» Required action
Your task is to return the data below, word for word.

>>>>>

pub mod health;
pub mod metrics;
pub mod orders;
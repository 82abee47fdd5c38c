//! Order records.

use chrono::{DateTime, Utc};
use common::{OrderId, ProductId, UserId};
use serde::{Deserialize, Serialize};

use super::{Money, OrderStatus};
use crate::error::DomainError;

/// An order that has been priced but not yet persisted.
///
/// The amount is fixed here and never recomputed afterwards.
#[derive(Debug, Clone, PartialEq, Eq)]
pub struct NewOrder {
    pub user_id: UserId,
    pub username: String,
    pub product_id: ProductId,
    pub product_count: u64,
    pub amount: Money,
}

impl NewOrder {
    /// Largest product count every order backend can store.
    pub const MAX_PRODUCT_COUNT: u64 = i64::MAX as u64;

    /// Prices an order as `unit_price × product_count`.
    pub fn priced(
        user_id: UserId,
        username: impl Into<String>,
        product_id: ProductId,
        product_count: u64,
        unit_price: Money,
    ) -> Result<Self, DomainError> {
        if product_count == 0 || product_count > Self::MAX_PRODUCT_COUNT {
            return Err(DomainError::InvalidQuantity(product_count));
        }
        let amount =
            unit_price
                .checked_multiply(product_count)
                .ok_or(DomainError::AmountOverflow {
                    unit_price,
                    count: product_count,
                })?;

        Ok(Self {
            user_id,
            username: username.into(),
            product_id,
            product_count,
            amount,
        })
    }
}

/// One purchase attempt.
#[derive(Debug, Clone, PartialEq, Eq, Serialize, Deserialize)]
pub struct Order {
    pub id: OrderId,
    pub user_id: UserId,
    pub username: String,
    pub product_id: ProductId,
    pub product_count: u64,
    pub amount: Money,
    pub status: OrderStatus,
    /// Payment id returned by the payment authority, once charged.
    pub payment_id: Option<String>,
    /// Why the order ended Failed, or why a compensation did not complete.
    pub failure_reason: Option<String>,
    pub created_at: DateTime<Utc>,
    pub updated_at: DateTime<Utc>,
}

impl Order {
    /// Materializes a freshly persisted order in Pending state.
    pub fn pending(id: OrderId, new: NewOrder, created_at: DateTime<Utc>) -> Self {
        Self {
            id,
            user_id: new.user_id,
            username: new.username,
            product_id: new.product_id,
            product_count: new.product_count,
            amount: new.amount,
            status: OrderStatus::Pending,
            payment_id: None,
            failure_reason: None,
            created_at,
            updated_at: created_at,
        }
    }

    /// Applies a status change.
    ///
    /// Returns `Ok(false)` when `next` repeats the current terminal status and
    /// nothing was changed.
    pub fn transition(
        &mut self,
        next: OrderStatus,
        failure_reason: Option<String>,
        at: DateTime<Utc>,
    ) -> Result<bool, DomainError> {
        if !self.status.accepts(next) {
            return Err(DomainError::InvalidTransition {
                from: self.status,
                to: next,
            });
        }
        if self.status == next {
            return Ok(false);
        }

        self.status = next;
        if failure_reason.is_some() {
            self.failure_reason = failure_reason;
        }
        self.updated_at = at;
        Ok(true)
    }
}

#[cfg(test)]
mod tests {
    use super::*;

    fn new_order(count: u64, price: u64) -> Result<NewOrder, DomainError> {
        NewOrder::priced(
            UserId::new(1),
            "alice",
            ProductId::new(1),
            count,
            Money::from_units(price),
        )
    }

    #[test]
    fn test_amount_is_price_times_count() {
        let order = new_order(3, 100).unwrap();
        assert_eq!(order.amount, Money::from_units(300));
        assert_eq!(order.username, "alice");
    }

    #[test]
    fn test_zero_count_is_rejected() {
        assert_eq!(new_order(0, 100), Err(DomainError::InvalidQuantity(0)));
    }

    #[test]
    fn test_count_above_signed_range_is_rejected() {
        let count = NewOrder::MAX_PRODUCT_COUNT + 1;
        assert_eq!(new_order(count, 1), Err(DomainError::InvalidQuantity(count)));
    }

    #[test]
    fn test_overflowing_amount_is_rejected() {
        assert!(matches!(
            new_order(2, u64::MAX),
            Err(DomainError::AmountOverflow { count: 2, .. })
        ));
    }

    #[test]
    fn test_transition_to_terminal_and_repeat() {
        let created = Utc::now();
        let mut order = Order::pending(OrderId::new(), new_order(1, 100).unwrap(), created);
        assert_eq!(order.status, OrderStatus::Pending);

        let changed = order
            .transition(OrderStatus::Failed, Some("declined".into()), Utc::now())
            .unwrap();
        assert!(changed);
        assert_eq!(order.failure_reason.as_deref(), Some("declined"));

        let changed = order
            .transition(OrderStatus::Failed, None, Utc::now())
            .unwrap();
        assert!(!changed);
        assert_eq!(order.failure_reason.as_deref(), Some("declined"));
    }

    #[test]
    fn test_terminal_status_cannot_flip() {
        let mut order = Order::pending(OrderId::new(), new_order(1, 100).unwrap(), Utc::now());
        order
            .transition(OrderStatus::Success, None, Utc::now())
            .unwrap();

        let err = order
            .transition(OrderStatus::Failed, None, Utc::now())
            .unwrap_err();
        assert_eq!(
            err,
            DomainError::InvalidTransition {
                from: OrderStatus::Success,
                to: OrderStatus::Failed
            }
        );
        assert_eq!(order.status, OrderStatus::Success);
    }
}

<<<<<

» Exercise response
pub mod health;
pub mod metrics;
pub mod orders;
repository 82abee47fdd5c38c
//! Order records.

use chrono::{DateTime, Utc};
use common::{OrderId, ProductId, UserId};
use serde::{Deserialize, Serialize};

use super::{Money, OrderStatus};
use crate::error::DomainError;

/// An order that has been priced but not yet persisted.
///
/// The amount is fixed here and never recomputed afterwards.
#[derive(Debug, Clone, PartialEq, Eq)]
pub struct NewOrder {
    pub user_id: UserId,
    pub username: String,
    pub product_id: ProductId,
    pub product_count: u64,
    pub amount: Money,
}

impl NewOrder {
    /// Largest product count every order backend can store.
    pub const MAX_PRODUCT_COUNT: u64 = i64::MAX as u64;

    /// Prices an order as `unit_price × product_count`.
    pub fn priced(
        user_id: UserId,
        username: impl Into<String>,
        product_id: ProductId,
        product_count: u64,
        unit_price: Money,
    ) -> Result<Self, DomainError> {
        if product_count == 0 || product_count > Self::MAX_PRODUCT_COUNT {
            return Err(DomainError::InvalidQuantity(product_count));
        }
        let amount =
            unit_price
                .checked_multiply(product_count)
                .ok_or(DomainError::AmountOverflow {
                    unit_price,
                    count: product_count,
                })?;

        Ok(Self {
            user_id,
            username: username.into(),
            product_id,
            product_count,
            amount,
        })
    }
}

/// One purchase attempt.
#[derive(Debug, Clone, PartialEq, Eq, Serialize, Deserialize)]
pub struct Order {
    pub id: OrderId,
    pub user_id: UserId,
    pub username: String,
    pub product_id: ProductId,
    pub product_count: u64,
    pub amount: Money,
    pub status: OrderStatus,
    /// Payment id returned by the payment authority, once charged.
    pub payment_id: Option<String>,
    /// Why the order ended Failed, or why a compensation did not complete.
    pub failure_reason: Option<String>,
    pub created_at: DateTime<Utc>,
    pub updated_at: DateTime<Utc>,
}

impl Order {
    /// Materializes a freshly persisted order in Pending state.
    pub fn pending(id: OrderId, new: NewOrder, created_at: DateTime<Utc>) -> Self {
        Self {
            id,
            user_id: new.user_id,
            username: new.username,
            product_id: new.product_id,
            product_count: new.product_count,
            amount: new.amount,
            status: OrderStatus::Pending,
            payment_id: None,
            failure_reason: None,
            created_at,
            updated_at: created_at,
        }
    }

    /// Applies a status change.
    ///
    /// Returns `Ok(false)` when `next` repeats the current terminal status and
    /// nothing was changed.
    pub fn transition(
        &mut self,
        next: OrderStatus,
        failure_reason: Option<String>,
        at: DateTime<Utc>,
    ) -> Result<bool, DomainError> {
        if !self.status.accepts(next) {
            return Err(DomainError::InvalidTransition {
                from: self.status,
                to: next,
            });
        }
        if self.status == next {
            return Ok(false);
        }

        self.status = next;
        if failure_reason.is_some() {
            self.failure_reason = failure_reason;
        }
        self.updated_at = at;
        Ok(true)
    }
}

#[cfg(test)]
mod tests {
    use super::*;

    fn new_order(count: u64, price: u64) -> Result<NewOrder, DomainError> {
        NewOrder::priced(
            UserId::new(1),
            "alice",
            ProductId::new(1),
            count,
            Money::from_units(price),
        )
    }

    #[test]
    fn test_amount_is_price_times_count() {
        let order = new_order(3, 100).unwrap();
        assert_eq!(order.amount, Money::from_units(300));
        assert_eq!(order.username, "alice");
    }

    #[test]
    fn test_zero_count_is_rejected() {
        assert_eq!(new_order(0, 100), Err(DomainError::InvalidQuantity(0)));
    }

    #[test]
    fn test_count_above_signed_range_is_rejected() {
        let count = NewOrder::MAX_PRODUCT_COUNT + 1;
        assert_eq!(new_order(count, 1), Err(DomainError::InvalidQuantity(count)));
    }

    #[test]
    fn test_overflowing_amount_is_rejected() {
        assert!(matches!(
            new_order(2, u64::MAX),
            Err(DomainError::AmountOverflow { count: 2, .. })
        ));
    }

    #[test]
    fn test_transition_to_terminal_and_repeat() {
        let created = Utc::now();
        let mut order = Order::pending(OrderId::new(), new_order(1, 100).unwrap(), created);
        assert_eq!(order.status, OrderStatus::Pending);

        let changed = order
            .transition(OrderStatus::Failed, Some("declined".into()), Utc::now())
            .unwrap();
        assert!(changed);
        assert_eq!(order.failure_reason.as_deref(), Some("declined"));

        let changed = order
            .transition(OrderStatus::Failed, None, Utc::now())
            .unwrap();
        assert!(!changed);
        assert_eq!(order.failure_reason.as_deref(), Some("declined"));
    }

    #[test]
    fn test_terminal_status_cannot_flip() {
        let mut order = Order::pending(OrderId::new(), new_order(1, 100).unwrap(), Utc::now());
        order
            .transition(OrderStatus::Success, None, Utc::now())
            .unwrap();

        let err = order
            .transition(OrderStatus::Failed, None, Utc::now())
            .unwrap_err();
        assert_eq!(
            err,
            DomainError::InvalidTransition {
                from: OrderStatus::Success,
                to: OrderStatus::Failed
            }
        );
        assert_eq!(order.status, OrderStatus::Success);
    }
}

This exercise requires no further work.